Each job should be submitted to the cluster via SLURM with specific requests of slots (number of threads to be used), RAM memory, and maximum execution time. Based on these requests, SLURM will launch the job on an appropriate node(s) at the appropriate time, when resources become available. Until then, the job will be waiting in queue for its turn to run. Jobs can be submitted to SLURM from any node of the cluster as well as from BioHPC login nodes, cbsulogin.biohpc.cornell.edu, cbsulogin2.biohpc.cornell.edu, and cbsulogin3.biohpc.cornell.edu.

The basic CPU allocation unit is one slot, which corresponds to one thread executed full-time by one of the CPU cores. Note that since on all cluster machines hyperthreading is turned on, the number of threads that can be run concurrently full-time (i.e., the number of SLURM slots) is equal to twice the number of physical CPU cores. If not specified otherwise at job submission, one slot will be allocated. The job will be confined to the requested number of slots regardless of how many threads it actually attempts to spawn.

If not specified otherwise, each job will be allocated 1 GB of RAM by default. This value may be too small or too large - please know memory requirements of your jobs and adjust this requirement accordingly (see also 'How do I know memory needs of my job' later on in this document).

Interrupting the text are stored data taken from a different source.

//! Server-rendered HTML pages. All dynamic text is escaped before it is
//! written into the markup.

use html_escape::encode_text;

use super::validation::FieldError;
use crate::db::LookupRecord;

/// Values echoed back into the form inputs on re-render.
#[derive(Debug, Clone, Copy, Default)]
pub struct FormValues<'a> {
    pub lyrics: &'a str,
    pub artist_name: &'a str,
    pub genre: &'a str,
}

fn page(title: &str, body: &str) -> String {
    format!(
        "<!DOCTYPE html>\n\
         <html>\n\
         <head>\n\
         <meta charset=\"utf-8\">\n\
         <title>{}</title>\n\
         </head>\n\
         <body>\n\
         {}\
         </body>\n\
         </html>\n",
        encode_text(title),
        body
    )
}

pub fn form_page(
    values: &FormValues<'_>,
    errors: &[FieldError],
    results: Option<&[String; 3]>,
) -> String {
    let mut body = String::new();

    body.push_str("<h1>Tunebuddy</h1>\n");

    if !errors.is_empty() {
        body.push_str("<ul class=\"errors\">\n");
        for error in errors {
            body.push_str(&format!(
                "<li data-field=\"{}\">{}</li>\n",
                encode_text(error.field),
                encode_text(&error.message)
            ));
        }
        body.push_str("</ul>\n");
    }

    body.push_str("<form method=\"post\" action=\"/\">\n");
    body.push_str(
        "<label for=\"lyrics\">Tell me the lyrics you remember, even if it's just a few, \
         and I'll try my best to find your song!</label>\n",
    );
    body.push_str(&format!(
        "<input type=\"text\" id=\"lyrics\" name=\"lyrics\" value=\"{}\" \
         autocomplete=\"off\" placeholder=\"Do re mi fa so la ti do... \">\n",
        encode_text(values.lyrics)
    ));
    body.push_str("<label for=\"artist_name\">Artist Name:</label>\n");
    body.push_str(&format!(
        "<input type=\"text\" id=\"artist_name\" name=\"artist_name\" value=\"{}\" \
         autocomplete=\"off\" placeholder=\"Optional\">\n",
        encode_text(values.artist_name)
    ));
    body.push_str("<label for=\"genre\">Genre:</label>\n");
    body.push_str(&format!(
        "<input type=\"text\" id=\"genre\" name=\"genre\" value=\"{}\" \
         autocomplete=\"off\" placeholder=\"Optional\">\n",
        encode_text(values.genre)
    ));
    body.push_str("<button type=\"submit\">Find My Tune!</button>\n");
    body.push_str("</form>\n");

    if let Some(candidates) = results {
        body.push_str("<h2>Here's what I found:</h2>\n");
        body.push_str("<ol class=\"results\">\n");
        for candidate in candidates {
            body.push_str(&format!("<li>{}</li>\n", encode_text(candidate)));
        }
        body.push_str("</ol>\n");
    }

    body.push_str("<p><a href=\"/db\">Browse past lookups</a></p>\n");

    page("Home", &body)
}

pub fn db_page(records: &[LookupRecord]) -> String {
    let mut body = String::new();

    body.push_str("<h1>Past Lookups</h1>\n");

    if records.is_empty() {
        body.push_str("<p>No lookups recorded yet.</p>\n");
    } else {
        body.push_str("<table>\n<thead>\n<tr>");
        body.push_str("<th>Lyrics</th><th>Artist</th><th>Genre</th>");
        body.push_str("<th>First Match</th><th>Second Match</th><th>Third Match</th>");
        body.push_str("</tr>\n</thead>\n<tbody>\n");

        for record in records {
            body.push_str(&format!(
                "<tr><td>{}</td><td>{}</td><td>{}</td><td>{}</td><td>{}</td><td>{}</td></tr>\n",
                encode_text(&record.lyrics),
                encode_text(&record.artist_name),
                encode_text(&record.genre),
                encode_text(&record.first_possible_song),
                encode_text(&record.second_possible_song),
                encode_text(&record.third_possible_song),
            ));
        }

        body.push_str("</tbody>\n</table>\n");
    }

    body.push_str("<p><a href=\"/\">Back to search</a></p>\n");

    page("Database", &body)
}
use async_trait::async_trait;
use reqwest::Client;
use serde::Deserialize;
use tracing::warn;

use crate::config::MusixmatchConfig;
use crate::services::{SearchError, TrackHit, TrackSearch};

#[derive(Debug, Deserialize)]
struct ApiEnvelope {
    message: ApiMessage,
}

#[derive(Debug, Deserialize)]
struct ApiMessage {
    header: ApiHeader,
    // Error payloads carry `"body": []` instead of an object, so the body is
    // kept raw here and decoded in a second step.
    #[serde(default)]
    body: serde_json::Value,
}

#[derive(Debug, Deserialize)]
struct ApiHeader {
    status_code: i32,
}

#[derive(Debug, Default, Deserialize)]
struct ApiBody {
    #[serde(default)]
    track_list: Vec<TrackEntry>,
}

#[derive(Debug, Deserialize)]
struct TrackEntry {
    track: TrackRecord,
}

#[derive(Debug, Deserialize)]
struct TrackRecord {
    track_name: String,
    artist_name: String,
    #[serde(default)]
    primary_genres: GenreList,
}

#[derive(Debug, Default, Deserialize)]
struct GenreList {
    #[serde(default)]
    music_genre_list: Vec<GenreEntry>,
}

#[derive(Debug, Deserialize)]
struct GenreEntry {
    music_genre: Genre,
}

#[derive(Debug, Deserialize)]
struct Genre {
    music_genre_name: String,
}

/// Client for the Musixmatch `track.search` endpoint.
#[derive(Clone)]
pub struct MusixmatchClient {
    client: Client,
    base_url: String,
    api_key: String,
    page_size: u32,
}

impl MusixmatchClient {
    #[must_use]
    pub fn new(config: &MusixmatchConfig) -> Self {
        Self::with_shared_client(Client::new(), config)
    }

    #[must_use]
    pub fn with_shared_client(client: Client, config: &MusixmatchConfig) -> Self {
        Self {
            client,
            base_url: config.base_url.trim_end_matches('/').to_string(),
            api_key: config.api_key.clone(),
            page_size: config.page_size,
        }
    }

    /// One best-effort search sorted by descending track rating.
    ///
    /// Non-200 responses and undecodable bodies come back as an empty hit
    /// list; only transport failures surface as errors.
    pub async fn track_search(&self, lyrics: &str) -> Result<Vec<TrackHit>, SearchError> {
        let url = format!(
            "{}/track.search?apikey={}&q_lyrics={}&q_track=&f_has_lyrics=1&s_track_rating=desc&page_size={}&page=1",
            self.base_url,
            self.api_key,
            urlencoding::encode(lyrics),
            self.page_size
        );

        let response = self.client.get(&url).send().await?;

        if !response.status().is_success() {
            warn!("Musixmatch search failed: HTTP {}", response.status());
            return Ok(Vec::new());
        }

        let raw = response.text().await?;
        Ok(parse_track_hits(&raw))
    }
}

#[async_trait]
impl TrackSearch for MusixmatchClient {
    async fn search_by_lyrics(&self, lyrics: &str) -> Result<Vec<TrackHit>, SearchError> {
        self.track_search(lyrics).await
    }
}

/// Decodes the search envelope, treating anything unexpected as "no results".
fn parse_track_hits(raw: &str) -> Vec<TrackHit> {
    let envelope: ApiEnvelope = match serde_json::from_str(raw) {
        Ok(envelope) => envelope,
        Err(e) => {
            warn!("Undecodable Musixmatch response: {}", e);
            return Vec::new();
        }
    };

    if envelope.message.header.status_code != 200 {
        warn!(
            "Musixmatch reported status {} inside the response envelope",
            envelope.message.header.status_code
        );
        return Vec::new();
    }

    let Ok(body) = serde_json::from_value::<ApiBody>(envelope.message.body) else {
        return Vec::new();
    };

    body.track_list
        .into_iter()
        .map(|entry| TrackHit {
            name: entry.track.track_name,
            artist: entry.track.artist_name,
            genres: entry
                .track
                .primary_genres
                .music_genre_list
                .into_iter()
                .map(|g| g.music_genre.music_genre_name)
                .collect(),
        })
        .collect()
}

The cluster features 5 queues, referred to in SLURM jargon as partitions, as summarized in the following table:

 

Partition Job Time Limit   Nodes Slots
short 4 hours   cbsubscb[01-18],cbsubscbgpu01 1520
regular 24 hours   cbsubscb[01-18],cbsubscbgpu01 479
long7 7 days   cbsubscb[01-18] 479
long30 30 days   cbsubscb[01-18] 542 (limit 330 per user)
gpu 3 days cbsubscbgpu01 32 + 2 GPUs

 

The partition gpu consists of the only node in the cluster equipped with GPUs: two Tesla P100 PCIe 16 GB cards. The CPUs on that node are also a part of the short and regular partitions.

As shown by the table above, all non-GPU nodes and slots on them are shared by all partitions. All 1520 slots are availbale to jobs shorter than 4 hours. Limits imposed on other partitons ensure that the number of availbale slots decreases with the length of a job so that the cluster canot be flooded with long-term jobs and ample number of slots are alwas available for short ones. For example, 20 slots are always  for jobs shorter than 4 hours, jobs longer than 24 hours but shorter than one week can only occupy up to 1021 slots, and jobs longer than 7 days are limited to 542 slots (with an additional limit of 330 slots per user).

If not specified otherwise, a job will be submitted to the short partition. NOTE: unlike SGE, SLURM will not attempt to automatically select a partition that best fits your job. It is your responsibility to know which partitions are available and which will satisfy your job's resource needs. See paragraph  Which partition(s) to submit to in the following section.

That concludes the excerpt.